Ia menjelaskan, saat keputusan FS Rp 20.000 per penumpang dibuat sebenarnya kenaikan harga minyak saat itu sudah mendesak besaran FS sampai Rp 80.000 per penumpang.

Karena patokan harga avtur Rp 2.700 per liter yang ditetapkan Keputusan Menteri Perhubungan Nomor 9/2002 tentang Tarif Batas Atas Pesawat Ekonomi sudah tidak relevan dengan harga avtur aktual yang mencapai Rp 9.000 an per liter.

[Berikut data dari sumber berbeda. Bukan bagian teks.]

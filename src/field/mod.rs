pub mod config;
pub mod controller;
use std::{fs::OpenOptions, io::Write, sync::Mutex};

use crate::trace::trace::TraceEvent;

enum Sink {
    File(Mutex<std::fs::File>),
    Memory(Mutex<Vec<String>>),
}

/// Appends lifecycle events as JSON lines.
pub struct TraceLogger {
    sink: Option<Sink>,
}

impl TraceLogger {
    pub fn new(path: &str) -> Self {
        let file = OpenOptions::new()
            .create(true)
            .append(true)
            .open(path);

        match file {
            Ok(f) => Self {
                sink: Some(Sink::File(Mutex::new(f))),
            },
            Err(e) => {
                eprintln!("Warning: could not open trace file '{}': {}", path, e);
                Self { sink: None }
            }
        }
    }

    /// Keeps lines in memory; read them back with `lines()`.
    pub fn in_memory() -> Self {
        Self {
            sink: Some(Sink::Memory(Mutex::new(Vec::new()))),
        }
    }

    pub fn disabled() -> Self {
        Self { sink: None }
    }

    pub fn log(&self, event: &TraceEvent) {
        let sink = match &self.sink {
            Some(s) => s,
            None => return, // tracing disabled
        };

        let json = match serde_json::to_string(event) {
            Ok(j) => j,
            Err(e) => {
                eprintln!("Warning: failed to serialize trace event: {}", e);
                return;
            }
        };

        match sink {
            Sink::File(file_mutex) => {
                let mut file = match file_mutex.lock() {
                    Ok(f) => f,
                    Err(e) => {
                        eprintln!("Warning: trace logger lock poisoned: {}", e);
                        return;
                    }
                };

                if let Err(e) = writeln!(file, "{}", json) {
                    eprintln!("Warning: failed to write trace event: {}", e);
                }
            }
            Sink::Memory(lines) => match lines.lock() {
                Ok(mut lines) => lines.push(json),
                Err(e) => eprintln!("Warning: trace logger lock poisoned: {}", e),
            },
        }
    }

    /// Lines recorded by an in-memory logger; empty for other sinks.
    pub fn lines(&self) -> Vec<String> {
        match &self.sink {
            Some(Sink::Memory(lines)) => lines.lock().map(|l| l.clone()).unwrap_or_default(),
            _ => Vec::new(),
        }
    }
}

impl Default for TraceLogger {
    fn default() -> Self {
        Self::disabled()
    }
}
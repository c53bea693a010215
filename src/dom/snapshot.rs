use std::collections::BTreeMap;

use serde::{Deserialize, Serialize};

use crate::dom::document::Document;
use crate::dom::node::{Node, NodeId};
use crate::error::GarlicError;

/// Serialized form of a document: where it lives and its element tree.
///
/// ```json
/// { "origin": "example.com", "route": "/signup",
///   "root": { "tag": "html", "children": [
///     { "tag": "form", "attrs": { "id": "f" }, "children": [
///       { "tag": "input", "attrs": { "type": "text", "name": "email" } } ] } ] } }
/// ```
#[derive(Debug, Clone, Serialize, Deserialize, PartialEq)]
pub struct DocumentSnapshot {
    pub origin: String,
    pub route: String,
    pub root: NodeSnapshot,
}

#[derive(Debug, Clone, Serialize, Deserialize, PartialEq)]
pub struct NodeSnapshot {
    pub tag: String,

    #[serde(default, skip_serializing_if = "BTreeMap::is_empty")]
    pub attrs: BTreeMap<String, String>,

    #[serde(default, skip_serializing_if = "Option::is_none")]
    pub value: Option<String>,

    #[serde(default)]
    pub checked: bool,

    #[serde(default, skip_serializing_if = "Vec::is_empty")]
    pub children: Vec<NodeSnapshot>,
}

impl DocumentSnapshot {
    pub fn from_json(json: &str) -> Result<Self, GarlicError> {
        serde_json::from_str(json).map_err(|e| GarlicError::JsonParse {
            context: "document snapshot".into(),
            source: e,
        })
    }

    /// Build a live document, as a fresh page load would.
    pub fn to_document(&self) -> Result<Document, GarlicError> {
        let mut doc = Document::new(&self.origin, &self.route, &self.root.tag);
        let root = doc.root();
        apply_state(&mut doc, root, &self.root)?;

        let mut pending: Vec<(NodeId, &NodeSnapshot)> = vec![(root, &self.root)];
        while let Some((parent, snapshot)) = pending.pop() {
            for child in &snapshot.children {
                let id = doc.append_node(parent, to_node(child))?;
                pending.push((id, child));
            }
        }

        Ok(doc)
    }
}

impl Document {
    /// Capture the current tree (including live values and checked state).
    pub fn to_snapshot(&self) -> DocumentSnapshot {
        DocumentSnapshot {
            origin: self.origin().to_string(),
            route: self.route().to_string(),
            root: snapshot_node(self, self.root()),
        }
    }
}

fn to_node(snapshot: &NodeSnapshot) -> Node {
    let mut node = Node::new(&snapshot.tag);
    node.attrs = snapshot
        .attrs
        .iter()
        .map(|(k, v)| (k.to_lowercase(), v.clone()))
        .collect();
    node.value = snapshot.value.clone();
    node.checked = snapshot.checked || node.attrs.contains_key("checked");
    node
}

fn apply_state(doc: &mut Document, id: NodeId, snapshot: &NodeSnapshot) -> Result<(), GarlicError> {
    let node = to_node(snapshot);
    for (name, value) in &node.attrs {
        doc.set_attr(id, name, value)?;
    }
    if let Some(value) = &node.value {
        doc.set_value(id, value)?;
    }
    doc.set_checked(id, node.checked)
}

fn snapshot_node(doc: &Document, id: NodeId) -> NodeSnapshot {
    let (tag, attrs, value, checked) = match doc.node(id) {
        Some(n) => (n.tag.clone(), n.attrs.clone(), n.value.clone(), n.checked),
        None => (String::new(), BTreeMap::new(), None, false),
    };

    NodeSnapshot {
        tag,
        attrs,
        value,
        checked,
        children: doc
            .children(id)
            .iter()
            .map(|c| snapshot_node(doc, *c))
            .collect(),
    }
}
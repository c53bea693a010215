use garlic::binder::binder::Binder;
use garlic::dom::document::Document;
use garlic::dom::node::NodeId;
use garlic::storage::backend::MemoryBackend;
use garlic::storage::store::Storage;

pub const ORIGIN: &str = "example.com";
pub const ROUTE: &str = "/signup";

pub fn memory_binder() -> Binder {
    Binder::new(Storage::new(Box::new(MemoryBackend::new())))
}

pub fn empty_page() -> (Document, NodeId) {
    let mut doc = Document::new(ORIGIN, ROUTE, "html");
    let body = doc.append(doc.root(), "body", &[]).unwrap();
    (doc, body)
}

/// `<form id="f"><input type="text" name="email"></form>`
pub struct SignupPage {
    pub doc: Document,
    pub form: NodeId,
    pub email: NodeId,
}

pub fn signup_page() -> SignupPage {
    let (mut doc, body) = empty_page();
    let form = doc.append(body, "form", &[("id", "f")]).unwrap();
    let email = doc
        .append(form, "input", &[("type", "text"), ("name", "email")])
        .unwrap();
    SignupPage { doc, form, email }
}

/// Two `plan` radios (`basic`, `pro`) inside `<form id="f">`.
pub struct PlanPage {
    pub doc: Document,
    pub form: NodeId,
    pub basic: NodeId,
    pub pro: NodeId,
}

pub fn plan_page() -> PlanPage {
    build_plan_page(false)
}

/// Same page, with `basic` marked `checked` in the markup.
pub fn plan_page_defaulting_to_basic() -> PlanPage {
    build_plan_page(true)
}

fn build_plan_page(basic_checked: bool) -> PlanPage {
    let (mut doc, body) = empty_page();
    let form = doc.append(body, "form", &[("id", "f")]).unwrap();
    let mut basic_attrs = vec![("type", "radio"), ("name", "plan"), ("value", "basic")];
    if basic_checked {
        basic_attrs.push(("checked", "checked"));
    }
    let basic = doc.append(form, "input", &basic_attrs).unwrap();
    let pro = doc
        .append(form, "input", &[("type", "radio"), ("name", "plan"), ("value", "pro")])
        .unwrap();
    PlanPage { doc, form, basic, pro }
}

/// A form mixing every field kind, with two same-named checkboxes in
/// separate wrappers.
pub struct MixedPage {
    pub doc: Document,
    pub form: NodeId,
    pub name: NodeId,
    pub bio: NodeId,
    pub color: NodeId,
    pub radio_a: NodeId,
    pub check_a: NodeId,
    pub check_b: NodeId,
    pub button: NodeId,
}

pub fn mixed_page() -> MixedPage {
    let (mut doc, body) = empty_page();
    let form = doc.append(body, "form", &[("name", "profile")]).unwrap();
    let name = doc
        .append(form, "input", &[("type", "text"), ("name", "name")])
        .unwrap();
    let bio = doc.append(form, "textarea", &[("name", "bio")]).unwrap();
    let color = doc.append(form, "select", &[("name", "color")]).unwrap();
    let radio_a = doc
        .append(form, "input", &[("type", "radio"), ("name", "size"), ("value", "s")])
        .unwrap();
    let first = doc.append(form, "div", &[]).unwrap();
    let check_a = doc
        .append(first, "input", &[("type", "checkbox"), ("name", "tags"), ("value", "rust")])
        .unwrap();
    let second = doc.append(form, "div", &[]).unwrap();
    let check_b = doc
        .append(second, "input", &[("type", "checkbox"), ("name", "tags"), ("value", "go")])
        .unwrap();
    let button = doc.append(form, "button", &[("type", "submit")]).unwrap();

    MixedPage {
        doc,
        form,
        name,
        bio,
        color,
        radio_a,
        check_a,
        check_b,
        button,
    }
}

"Pelaksanaan pembayaran denda pasti memberatkan maskapai, karena industri ini sebenarnya sedang berkembang. Saya juga tidak tahu dasar temuan kartelnya dan dasar estimasi kerugian Rp 5 triliun sampai Rp 13 triliun. Karena pada prakteknya semua maskapai bersaing dalam tarif," tegasnya. Tengku memastikan seluruh maskapai yang dijatuhkan vonis oleh KPPU akan mengajukan banding atas putusan tersebut.

Sebelumnya, KPPU menjatuhkan vonis bersalah atas perilaku kartel FS yang dilakukan sembilan maskapai nasional. Akibat pemberlakuan FS Rp 20.000 per penumpang sejak dibuatnya kesepakatan pada 4 Mei 2006 sampai 2009.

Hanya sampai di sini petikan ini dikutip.